"A Touch of Murder" is the first episode in the BBC drama serial I, Claudius, based on the novels by Robert Graves. It was first broadcast on 20 September 1976 on BBC 2, in a two-hour special, along with the second episode Family Affairs, and subsequent DVD and VHS releases put the two episodes together. It first aired at 9:00 pm and finished at 9:50, with the next episode straight after, and was later repeated on 25 September at 10:20 pm.

Plot
The story begins with an old Claudius in his study, just starting to write the 'strange' history of his family. Whilst he is writing he remembers a few years back when he heard the Sibyl's prophecy. She predicted he would get a position everybody but him wanted, that in 1900 years his history will be read and at long last Claudius will speak clearly. The story then returns to the old Claudius, who begins his family history with the rivalry between Marcus Agrippa and Marcellus.

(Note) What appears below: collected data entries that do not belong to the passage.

//! Revision graph model.
//!
//! Nodes live in an arena and reference each other by [`NodeId`]. The topology (`next`,
//! `previous`, `copied_from`, `copied_to`) is fixed once [`RevisionGraphBuilder::build`] succeeds;
//! layout results are written to a separate side-table (see [`crate::geometry`]).

use crate::error::{Error, Result};
use serde::{Deserialize, Serialize};
use std::collections::VecDeque;
use std::fmt;

#[derive(Debug, Clone, Copy, PartialEq, Eq, PartialOrd, Ord, Hash, Serialize, Deserialize)]
#[serde(transparent)]
pub struct NodeId(pub(crate) usize);

impl NodeId {
    pub fn index(self) -> usize {
        self.0
    }
}

impl fmt::Display for NodeId {
    fn fmt(&self, f: &mut fmt::Formatter<'_>) -> fmt::Result {
        write!(f, "#{}", self.0)
    }
}

#[derive(Debug, Clone, PartialEq, Eq, Hash, Serialize, Deserialize)]
pub struct RevisionKey {
    pub revision: u64,
    pub path: String,
}

impl RevisionKey {
    pub fn new(revision: u64, path: impl Into<String>) -> Self {
        Self {
            revision,
            path: path.into(),
        }
    }
}

impl fmt::Display for RevisionKey {
    fn fmt(&self, f: &mut fmt::Formatter<'_>) -> fmt::Result {
        write!(f, "{}@{}", self.path, self.revision)
    }
}

#[derive(Debug, Clone, Copy, PartialEq, Eq, Hash, Default, Serialize, Deserialize)]
#[serde(rename_all = "lowercase")]
pub enum RevisionAction {
    Add,
    #[default]
    Modify,
    Delete,
    Replace,
    Rename,
    Copy,
    None,
}

#[derive(Debug, Clone, PartialEq)]
pub struct RevisionNode {
    pub key: RevisionKey,
    pub action: RevisionAction,
    pub width: f64,
    pub height: f64,
    pub next: Option<NodeId>,
    pub previous: Option<NodeId>,
    pub copied_from: Option<NodeId>,
    pub copied_to: Vec<NodeId>,
}

impl RevisionNode {
    fn new(key: RevisionKey, action: RevisionAction, width: f64, height: f64) -> Self {
        Self {
            key,
            action,
            width,
            height,
            next: None,
            previous: None,
            copied_from: None,
            copied_to: Vec::new(),
        }
    }

    /// The node this one hangs off: its lane predecessor or its copy source.
    pub fn predecessor(&self) -> Option<NodeId> {
        self.previous.or(self.copied_from)
    }
}

#[derive(Debug, Clone, Copy, PartialEq, Eq, Serialize, Deserialize)]
#[serde(rename_all = "lowercase")]
pub enum EdgeKind {
    Next,
    Copy,
    Rename,
}

#[derive(Debug, Clone, Copy, PartialEq, Eq, Serialize)]
pub struct Edge {
    pub from: NodeId,
    pub to: NodeId,
    pub kind: EdgeKind,
}

#[derive(Debug, Clone, Default)]
pub struct RevisionGraph {
    nodes: Vec<RevisionNode>,
    root: Option<NodeId>,
    // Breadth-first order over `next` and `copied_to`, starting at the root.
    walk: Vec<NodeId>,
}

impl RevisionGraph {
    pub fn empty() -> Self {
        Self::default()
    }

    pub fn root(&self) -> Option<NodeId> {
        self.root
    }

    pub fn node(&self, id: NodeId) -> Option<&RevisionNode> {
        self.nodes.get(id.0)
    }

    pub fn node_count(&self) -> usize {
        self.nodes.len()
    }

    pub fn is_empty(&self) -> bool {
        self.nodes.is_empty()
    }

    pub fn node_ids(&self) -> impl Iterator<Item = NodeId> + '_ {
        (0..self.nodes.len()).map(NodeId)
    }

    /// All nodes in breadth-first order from the root. Every node of a built graph appears
    /// exactly once.
    pub fn walk(&self) -> &[NodeId] {
        &self.walk
    }

    pub fn find(&self, key: &RevisionKey) -> Option<NodeId> {
        self.nodes.iter().position(|n| &n.key == key).map(NodeId)
    }

    /// Whether `id` was renamed from its copy source. Renames keep the source's column.
    pub fn is_rename_target(&self, id: NodeId) -> bool {
        let node = &self[id];
        node.copied_from.is_some() && node.action == RevisionAction::Rename
    }

    /// Edges in walk order: lane successor first, then copy targets in list order.
    pub fn edges(&self) -> Vec<Edge> {
        let mut out = Vec::new();
        for &id in &self.walk {
            let node = &self[id];
            if let Some(next) = node.next {
                out.push(Edge {
                    from: id,
                    to: next,
                    kind: EdgeKind::Next,
                });
            }
            for &target in &node.copied_to {
                let kind = if self.is_rename_target(target) {
                    EdgeKind::Rename
                } else {
                    EdgeKind::Copy
                };
                out.push(Edge {
                    from: id,
                    to: target,
                    kind,
                });
            }
        }
        out
    }

    pub fn max_node_width(&self) -> f64 {
        self.nodes.iter().map(|n| n.width).fold(0.0, f64::max)
    }

    fn validate(&mut self) -> Result<()> {
        for (index, node) in self.nodes.iter().enumerate() {
            let sizes_ok = node.width.is_finite()
                && node.height.is_finite()
                && node.width >= 0.0
                && node.height >= 0.0;
            if !sizes_ok {
                return Err(Error::InvalidSize {
                    node: NodeId(index),
                    width: node.width,
                    height: node.height,
                });
            }
            if node.previous.is_some() && node.copied_from.is_some() {
                return Err(Error::ConflictingLink {
                    link: "predecessor",
                    from: node.previous.unwrap_or(NodeId(index)),
                    to: NodeId(index),
                });
            }
        }

        let Some(root) = self.root else {
            if self.nodes.is_empty() {
                return Ok(());
            }
            return Err(Error::MissingRoot {
                nodes: self.nodes.len(),
            });
        };
        if root.0 >= self.nodes.len() {
            return Err(Error::UnknownNode {
                index: root.0,
                len: self.nodes.len(),
            });
        }
        if self[root].predecessor().is_some() {
            return Err(Error::RootHasPredecessor { root });
        }

        // Every node has at most one predecessor, so the forward closure of the root must be a
        // tree.
        let mut seen = vec![false; self.nodes.len()];
        let mut walk = Vec::with_capacity(self.nodes.len());
        let mut queue = VecDeque::from([root]);
        seen[root.0] = true;
        while let Some(id) = queue.pop_front() {
            walk.push(id);
            let node = &self.nodes[id.0];
            for child in node.next.iter().chain(node.copied_to.iter()) {
                if seen[child.0] {
                    return Err(Error::ConflictingLink {
                        link: "predecessor",
                        from: id,
                        to: *child,
                    });
                }
                seen[child.0] = true;
                queue.push_back(*child);
            }
        }
        if let Some(index) = seen.iter().position(|s| !s) {
            return Err(Error::Unreachable {
                node: NodeId(index),
            });
        }

        self.walk = walk;
        Ok(())
    }
}

impl std::ops::Index<NodeId> for RevisionGraph {
    type Output = RevisionNode;

    fn index(&self, id: NodeId) -> &RevisionNode {
        &self.nodes[id.0]
    }
}

#[derive(Debug, Clone, Copy)]
enum Link {
    Next(NodeId, NodeId),
    Copy(NodeId, NodeId),
}

/// Assembles a [`RevisionGraph`]. Links are checked and wired in [`RevisionGraphBuilder::build`].
#[derive(Debug, Clone, Default)]
pub struct RevisionGraphBuilder {
    nodes: Vec<RevisionNode>,
    links: Vec<Link>,
    root: Option<NodeId>,
}

impl RevisionGraphBuilder {
    pub fn new() -> Self {
        Self::default()
    }

    pub fn add_node(
        &mut self,
        key: RevisionKey,
        action: RevisionAction,
        width: f64,
        height: f64,
    ) -> NodeId {
        let id = NodeId(self.nodes.len());
        self.nodes.push(RevisionNode::new(key, action, width, height));
        id
    }

    /// Makes `to` the next revision of the same path after `from`.
    pub fn set_next(&mut self, from: NodeId, to: NodeId) -> &mut Self {
        self.links.push(Link::Next(from, to));
        self
    }

    /// Appends `to` to the copy targets of `from`. Call order defines the child order.
    pub fn add_copy(&mut self, from: NodeId, to: NodeId) -> &mut Self {
        self.links.push(Link::Copy(from, to));
        self
    }

    pub fn set_root(&mut self, root: NodeId) -> &mut Self {
        self.root = Some(root);
        self
    }

    pub fn build(self) -> Result<RevisionGraph> {
        let mut nodes = self.nodes;
        let len = nodes.len();
        let check = |id: NodeId| -> Result<usize> {
            if id.0 < len {
                Ok(id.0)
            } else {
                Err(Error::UnknownNode { index: id.0, len })
            }
        };

        for link in self.links {
            match link {
                Link::Next(from, to) => {
                    let (f, t) = (check(from)?, check(to)?);
                    let conflict = f == t
                        || nodes[f].next.is_some_and(|n| n != to)
                        || nodes[t].previous.is_some_and(|p| p != from);
                    if conflict {
                        return Err(Error::ConflictingLink {
                            link: "next",
                            from,
                            to,
                        });
                    }
                    nodes[f].next = Some(to);
                    nodes[t].previous = Some(from);
                }
                Link::Copy(from, to) => {
                    let (f, t) = (check(from)?, check(to)?);
                    let conflict = f == t
                        || nodes[t].copied_from.is_some()
                        || nodes[f].copied_to.contains(&to);
                    if conflict {
                        return Err(Error::ConflictingLink {
                            link: "copy",
                            from,
                            to,
                        });
                    }
                    nodes[f].copied_to.push(to);
                    nodes[t].copied_from = Some(from);
                }
            }
        }

        let mut graph = RevisionGraph {
            nodes,
            root: self.root,
            walk: Vec::new(),
        };
        graph.validate()?;
        Ok(graph)
    }
}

The year is 24BC and the Emperor Augustus is having celebrations for the seventh anniversary of the Battle of Actium. Marcellus – Augustus's son in law and nephew – does not think much of the battle and believes that people go on about it too much. Marcus Agrippa – who fought in the battle and is an old friend of Augustus – does not take kindly to his opinion and later leaves in a huff, after Marcellus makes a particularly biting comment. Later on Marcus Agrippa leaves Rome for the East, because he believes he is no longer any use where he is, although he denies his decision has anything to do with Marcellus and his popularity with the people of Rome, especially over him.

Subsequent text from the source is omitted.